1. Goal: To understand how our solar system formed and what it like today
Objectives:
Formation of stars
Solar Nebula
Terrestrial Planets
Gas Giants
Other debris
Orbital motions

2. In the beginning All you have is a large cloud of dust and gas.
This cloud is very large and very cold.
They are called Giant Molecular Clouds.
Somehow the cloud
collapses.

3. The initial cloud Is made of mostly Hydrogen (~90% by weight).
Most of the rest is Helium (9%)
1-2% are everything else (in Astronomy we call the everything else “metals” -including Oxygen).
The cloud has some spin. What will that do?

4. Spin city The small amount of spin acts like a merry-go-round.
Much like on a merry-go-round, this spinning motion pushes things outward.
However, nothing stops the collapse in the vertical direction, so the cloud collapses to a disk.
The gas in the disk is literally in orbit around the center of the gas cloud.

5. Disc
The cloud which will form the sun quickly collapses to a spinning disc.
The particles that can get into orbit around the forming star in the middle (called a protostar) survive.
The rest get
gobbled up when
they fall to the
center.

6. Waves Density waves form in the cloud.
These waves will lead to the formation of the planets.

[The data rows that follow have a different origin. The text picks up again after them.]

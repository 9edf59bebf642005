//! W3C `traceparent` extraction from incoming request headers.

use opentelemetry::{
    Context, global,
    propagation::{Extractor, TextMapPropagator},
    trace::TraceContextExt as _,
};
use salvo::http::{HeaderMap, HeaderName};

/// Remote parent carried by the request, when it names a valid span.
pub(super) fn extract_parent_context(headers: &HeaderMap) -> Option<Context> {
    global::get_text_map_propagator(|propagator| extract_with(propagator, headers))
}

fn extract_with(propagator: &dyn TextMapPropagator, headers: &HeaderMap) -> Option<Context> {
    // A fresh base context keeps requests without trace headers from inheriting
    // whatever span is active in-process.
    let context = propagator.extract_with_context(&Context::new(), &HeaderExtractor(headers));

    let valid = context.span().span_context().is_valid();

    valid.then_some(context)
}

#[derive(Debug)]
struct HeaderExtractor<'a>(&'a HeaderMap);

impl Extractor for HeaderExtractor<'_> {
    fn get(&self, key: &str) -> Option<&str> {
        self.0.get(key)?.to_str().ok()
    }

    fn keys(&self) -> Vec<&str> {
        self.0.keys().map(HeaderName::as_str).collect()
    }
}
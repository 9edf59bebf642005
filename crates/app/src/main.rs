//! Cartkit Application CLI

use std::process;

use cartkit_app::database;
use clap::{Args, Parser, Subcommand};

#[derive(Debug, Parser)]
#[command(name = "cartkit-app", about = "Cartkit CLI", long_about = None)]
struct Cli {
    #[command(subcommand)]
    command: Commands,
}

#[derive(Debug, Subcommand)]
enum Commands {
    /// Apply pending database migrations
    Migrate(MigrateArgs),
}

#[derive(Debug, Args)]
struct MigrateArgs {
    /// PostgreSQL connection string
    #[arg(long, env = "DATABASE_URL")]
    database_url: String,
}

#[tokio::main]
pub async fn main() {
    let _env = dotenvy::dotenv();

    let cli = Cli::parse();

    if let Err(error) = run(cli).await {
        eprintln!("{error}");
        process::exit(1);
    }
}

async fn run(cli: Cli) -> Result<(), String> {
    match cli.command {
        Commands::Migrate(args) => migrate(args).await,
    }
}

async fn migrate(args: MigrateArgs) -> Result<(), String> {
    let pool = database::connect(&args.database_url)
        .await
        .map_err(|error| format!("failed to connect to database: {error}"))?;

    database::migrate(&pool)
        .await
        .map_err(|error| format!("failed to apply migrations: {error}"))?;

    println!("migrations applied");

    Ok(())
}
//! Cartkit JSON API Healthcheck Handler

use salvo::{oapi::ToSchema, prelude::*};
use serde::{Deserialize, Serialize};

/// Healthcheck response
#[derive(Debug, Serialize, Deserialize, ToSchema)]
pub struct HealthResponse {
    /// Service status
    pub status: String,
}

/// Healthcheck handler
///
/// Reports that the process is up and serving requests.
#[endpoint(tags("health"), summary = "Health check endpoint")]
pub(crate) async fn handler() -> Json<HealthResponse> {
    Json(HealthResponse {
        status: "ok".to_string(),
    })
}
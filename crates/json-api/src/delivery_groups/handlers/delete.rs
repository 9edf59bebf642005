//! Delete Cart Delivery Group Handler

use salvo::{oapi::extract::PathParam, prelude::*};

use cartkit_app::domain::delivery_groups::records::DeliveryGroupUuid;

use crate::{
    delivery_groups::errors::{DELETE_FAILED, into_status_error},
    extensions::*,
};

/// Delete Cart Delivery Group Handler
#[endpoint(
    tags("cart-delivery-group"),
    summary = "Delete Cart Delivery Group",
    responses(
        (status_code = StatusCode::NO_CONTENT, description = "Delivery group deleted"),
        (status_code = StatusCode::NOT_FOUND, description = "Delivery group not found"),
    ),
)]
pub(crate) async fn handler(
    id: PathParam<String>,
    depot: &mut Depot,
) -> Result<StatusCode, StatusError> {
    let state = depot.state_or_500()?;

    let Ok(uuid) = id.parse::<DeliveryGroupUuid>() else {
        return Err(StatusError::not_found().brief(DELETE_FAILED));
    };

    let deleted = state
        .app
        .delivery_groups
        .delete_delivery_group(uuid)
        .await
        .map_err(|error| into_status_error(&error))?;

    if deleted {
        Ok(StatusCode::NO_CONTENT)
    } else {
        Err(StatusError::not_found().brief(DELETE_FAILED))
    }
}
//! Observability setup and request tracing middleware.

use thiserror::Error;

mod init;
mod logging;
mod otel;
mod request;
mod settings;

pub(crate) use init::Observability;
pub(crate) use request::request_logging;
pub(crate) use settings::RequestLoggingSettings;

/// Errors raised while initialising observability.
#[derive(Debug, Error)]
pub(crate) enum ObservabilityError {
    /// Failed to build OTLP exporter.
    #[error("failed to build OTLP exporter: {0}")]
    OtlpExporter(#[from] opentelemetry_otlp::ExporterBuildError),

    /// Failed to initialise tracing subscriber.
    #[error("failed to initialise tracing subscriber: {0}")]
    TracingSubscriber(#[from] tracing_subscriber::util::TryInitError),
}
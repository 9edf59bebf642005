//! Cart Taxes Repository

use async_trait::async_trait;
use mockall::automock;
use sqlx::{FromRow, PgPool, Postgres, Row, postgres::PgRow, query, query_as, types::Json};

use crate::domain::{
    cart_taxes::records::{CartTaxDocument, CartTaxRecord, CartTaxUuid},
    store::StoreError,
};

const SAVE_CART_TAX_SQL: &str = include_str!("sql/save_cart_tax.sql");
const FIND_CART_TAX_SQL: &str = include_str!("sql/find_cart_tax.sql");
const DELETE_CART_TAX_SQL: &str = include_str!("sql/delete_cart_tax.sql");

/// Store gateway for the cart tax collection.
#[automock]
#[async_trait]
pub trait CartTaxesRepository: Send + Sync {
    /// Persist a document. Without a UUID the store assigns one; with a UUID
    /// the stored document is replaced (or created) under that UUID.
    async fn save(
        &self,
        uuid: Option<CartTaxUuid>,
        document: CartTaxDocument,
    ) -> Result<CartTaxRecord, StoreError>;

    async fn find_by_id(&self, uuid: CartTaxUuid) -> Result<Option<CartTaxRecord>, StoreError>;

    async fn delete_by_id(&self, uuid: CartTaxUuid) -> Result<(), StoreError>;
}

#[derive(Debug, Clone)]
pub struct PgCartTaxesRepository {
    pool: PgPool,
}

impl PgCartTaxesRepository {
    #[must_use]
    pub fn new(pool: PgPool) -> Self {
        Self { pool }
    }
}

#[async_trait]
impl CartTaxesRepository for PgCartTaxesRepository {
    async fn save(
        &self,
        uuid: Option<CartTaxUuid>,
        document: CartTaxDocument,
    ) -> Result<CartTaxRecord, StoreError> {
        let uuid = uuid.unwrap_or_else(CartTaxUuid::new);

        let record = query_as::<Postgres, CartTaxRecord>(SAVE_CART_TAX_SQL)
            .bind(uuid.into_uuid())
            .bind(Json(&document))
            .fetch_one(&self.pool)
            .await?;

        Ok(record)
    }

    async fn find_by_id(&self, uuid: CartTaxUuid) -> Result<Option<CartTaxRecord>, StoreError> {
        let record = query_as::<Postgres, CartTaxRecord>(FIND_CART_TAX_SQL)
            .bind(uuid.into_uuid())
            .fetch_optional(&self.pool)
            .await?;

        Ok(record)
    }

    async fn delete_by_id(&self, uuid: CartTaxUuid) -> Result<(), StoreError> {
        query(DELETE_CART_TAX_SQL)
            .bind(uuid.into_uuid())
            .execute(&self.pool)
            .await?;

        Ok(())
    }
}

impl<'r> FromRow<'r, PgRow> for CartTaxRecord {
    fn from_row(row: &'r PgRow) -> sqlx::Result<Self> {
        let Json(document) = row.try_get::<Json<CartTaxDocument>, _>("document")?;

        Ok(Self {
            uuid: CartTaxUuid::from_uuid(row.try_get("uuid")?),
            document,
        })
    }
}
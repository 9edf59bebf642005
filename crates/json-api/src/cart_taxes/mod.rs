//! Cart Taxes

mod errors;
mod handlers;
mod models;

pub(crate) use handlers::*;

7. Terrestrial Planets The inner part of the disk is hot.
The only materials that can be solid in this heat are rocky materials such as iron and silicon.

8. Tar Line
At some distance carbon compounds can become solid and form tarry substances.
This distance is called the tar line.
There is a lot more carbon than there is iron and silicon in the cloud forming the sun.
So, even though there is less material overall to form a planet at this distance a much larger percentage of it becomes solid.
This allows you to build much larger planets!

9. Ice Line
Similar to the tar line but is the point where materials such as water, ammonia, and methane can freeze.
Since there is a lot more of this than carbon even it allows you to build large planets.

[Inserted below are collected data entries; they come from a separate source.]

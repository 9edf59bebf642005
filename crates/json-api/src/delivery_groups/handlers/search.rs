//! Search Cart Delivery Group Handlers
//!
//! The cart id and customer name searches answer `204 No Content` when nothing
//! matches; the delivery method and phone number searches always answer `200`.

use salvo::{oapi::extract::PathParam, prelude::*};

use cartkit_app::domain::delivery_groups::records::DeliveryGroupRecord;

use crate::{
    delivery_groups::{errors::into_status_error, models::DeliveryGroupResponse},
    extensions::*,
};

fn render_groups(res: &mut Response, groups: Vec<DeliveryGroupRecord>) -> StatusCode {
    let groups: Vec<DeliveryGroupResponse> =
        groups.into_iter().map(DeliveryGroupResponse::from).collect();

    res.render(Json(groups));

    StatusCode::OK
}

fn render_groups_or_no_content(res: &mut Response, groups: Vec<DeliveryGroupRecord>) -> StatusCode {
    if groups.is_empty() {
        StatusCode::NO_CONTENT
    } else {
        render_groups(res, groups)
    }
}

/// Search By Cart Id Handler
#[endpoint(
    tags("cart-delivery-group"),
    summary = "Search Cart Delivery Groups By Cart Id",
    responses(
        (status_code = StatusCode::OK, description = "Matching delivery groups", body = Vec<DeliveryGroupResponse>),
        (status_code = StatusCode::NO_CONTENT, description = "No matching delivery groups"),
    ),
)]
pub(crate) async fn by_cart_id(
    cart_id: PathParam<String>,
    depot: &mut Depot,
    res: &mut Response,
) -> Result<StatusCode, StatusError> {
    let state = depot.state_or_500()?;

    let groups = state
        .app
        .delivery_groups
        .search_by_cart_id(cart_id.into_inner())
        .await
        .map_err(|error| into_status_error(&error))?;

    Ok(render_groups_or_no_content(res, groups))
}

/// Search By Customer Name Handler
///
/// Matches the customer name ignoring case.
#[endpoint(
    tags("cart-delivery-group"),
    summary = "Search Cart Delivery Groups By Customer Name",
    responses(
        (status_code = StatusCode::OK, description = "Matching delivery groups", body = Vec<DeliveryGroupResponse>),
        (status_code = StatusCode::NO_CONTENT, description = "No matching delivery groups"),
    ),
)]
pub(crate) async fn by_customer_name(
    customer_name: PathParam<String>,
    depot: &mut Depot,
    res: &mut Response,
) -> Result<StatusCode, StatusError> {
    let state = depot.state_or_500()?;

    let groups = state
        .app
        .delivery_groups
        .search_by_customer_name(customer_name.into_inner())
        .await
        .map_err(|error| into_status_error(&error))?;

    Ok(render_groups_or_no_content(res, groups))
}

/// Search By Delivery Method Handler
#[endpoint(
    tags("cart-delivery-group"),
    summary = "Search Cart Delivery Groups By Delivery Method",
    responses(
        (status_code = StatusCode::OK, description = "Matching delivery groups", body = Vec<DeliveryGroupResponse>),
    ),
)]
pub(crate) async fn by_delivery_method_id(
    delivery_method_id: PathParam<String>,
    depot: &mut Depot,
    res: &mut Response,
) -> Result<StatusCode, StatusError> {
    let state = depot.state_or_500()?;

    let groups = state
        .app
        .delivery_groups
        .search_by_delivery_method_id(delivery_method_id.into_inner())
        .await
        .map_err(|error| into_status_error(&error))?;

    Ok(render_groups(res, groups))
}

/// Search By Phone Number Handler
#[endpoint(
    tags("cart-delivery-group"),
    summary = "Search Cart Delivery Groups By Phone Number",
    responses(
        (status_code = StatusCode::OK, description = "Matching delivery groups", body = Vec<DeliveryGroupResponse>),
    ),
)]
pub(crate) async fn by_ship_to_phone_number(
    ship_to_phone_number: PathParam<String>,
    depot: &mut Depot,
    res: &mut Response,
) -> Result<StatusCode, StatusError> {
    let state = depot.state_or_500()?;

    let groups = state
        .app
        .delivery_groups
        .search_by_ship_to_phone_number(ship_to_phone_number.into_inner())
        .await
        .map_err(|error| into_status_error(&error))?;

    Ok(render_groups(res, groups))
}
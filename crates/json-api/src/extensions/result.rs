//! Result helper extensions for HTTP handlers.

use std::fmt::Display;

use salvo::prelude::StatusError;
use tracing::warn;

/// Map any error to a logged `400 Bad Request`.
pub(crate) trait ResultExt<T> {
    /// Client supplied something unusable; `context` becomes the response brief.
    fn or_400(self, context: &str) -> Result<T, StatusError>;
}

impl<T, E> ResultExt<T> for Result<T, E>
where
    E: Display,
{
    fn or_400(self, context: &str) -> Result<T, StatusError> {
        self.map_err(|error| {
            warn!("{context}: {error}");

            StatusError::bad_request().brief(context)
        })
    }
}
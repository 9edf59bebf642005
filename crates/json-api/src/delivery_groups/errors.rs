//! Cart Delivery Group Errors

use salvo::http::StatusError;
use tracing::error;

use cartkit_app::domain::delivery_groups::DeliveryGroupsServiceError;

pub(crate) const GROUP_NOT_FOUND: &str = "Cart delivery group not found";
pub(crate) const DELETE_FAILED: &str = "Error occurred while deleting cart delivery group";
pub(crate) const UPDATE_NOT_FOUND: &str = "CartDeliveryGroup not found";

pub(crate) fn into_status_error(error: &DeliveryGroupsServiceError) -> StatusError {
    match error {
        DeliveryGroupsServiceError::InvalidArgument(message) => {
            StatusError::bad_request().brief(message.clone())
        }
        DeliveryGroupsServiceError::NotFound(uuid) => {
            error!(%uuid, "cart delivery group not found");

            StatusError::bad_request().brief(UPDATE_NOT_FOUND)
        }
        DeliveryGroupsServiceError::Store(source) => {
            error!("cart delivery group store failure: {source}");

            StatusError::internal_server_error().brief(format!("An error occurred: {source}"))
        }
    }
}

10. Gas Giants – rocky stage
During this stage you start out with small “dirty snowballs”.
These snowballs are half rock and half ice.
In time they fuse with other snowballs to make larger snowballs.
In a few million years they will form the core of a gas giant which is about the size of the earth but ten times the mass of the earth.

11. Run Away Accretion
Once the core of a gas giant becomes 10 earth masses it can capture and hold onto gas.
Most of the gas is Hydrogen and Helium, so this is pretty tough to do.
There is a LOT of gas.
There is far more gas than everything else.
So, at this point it grows very quickly.

12. And they are off to the races!
Since Jupiter was outside the tar line (carbon line) but inside the water line at this time Saturn might have hit the runaway phase first.
Once it did, it was a race against time to gobble up material before the sun is officially born and blasts all the remaining gas out of the solar system.

13. Formation of Major Moons
While gas giants are in their runaway accretion phase they form an accretion disk of dust and gas and ice (similar to the accretion disk around the sun).
Much like planets form around the sun so too would the major moons form around gas giants.

14. Minor Moons
The minor moons would have been captured either during this earliest era where there was a lot of debris and Neptune and Jupiter tossing stuff around.
Others could have been captured comets later.
All orbit the planet backwards (retrograde).

15. Additional debris - asteroids
There are regions of space that do not form planets.
One is our asteroid belt.
In this region gravity from Jupiter would have made rocks that hit each other break each other apart instead of make bigger rocks.

16. Additional debris - TNOs
In the outer solar system just beyond the orbit of Neptune there are objects known as Trans-Neptunian Objects (TNOs).
These did not have enough time to form into a planet.

17. Additional debris – Oort Cloud
Some objects were tossed into enormously large orbits by the gas giants (cough – Jupiter – cough).
These orbits can go out as far as a light year.
This is the source of long period comets.

18. Orbits of Planets
In our solar system all of the planets orbit in the same direction and in the same plane.
The planets are held into place by gravity.

19. Gravity
As you move further from an object the gravity it exerts on you decreases by the distance to its center squared.
So, planets that orbit further from the sun have less gravity exerted on them (in terms of acceleration)

20. Conclusion
We have explored the formation of our solar system and how that affects the composition and distribution of its planets.
We have also explored the basics of our solar system.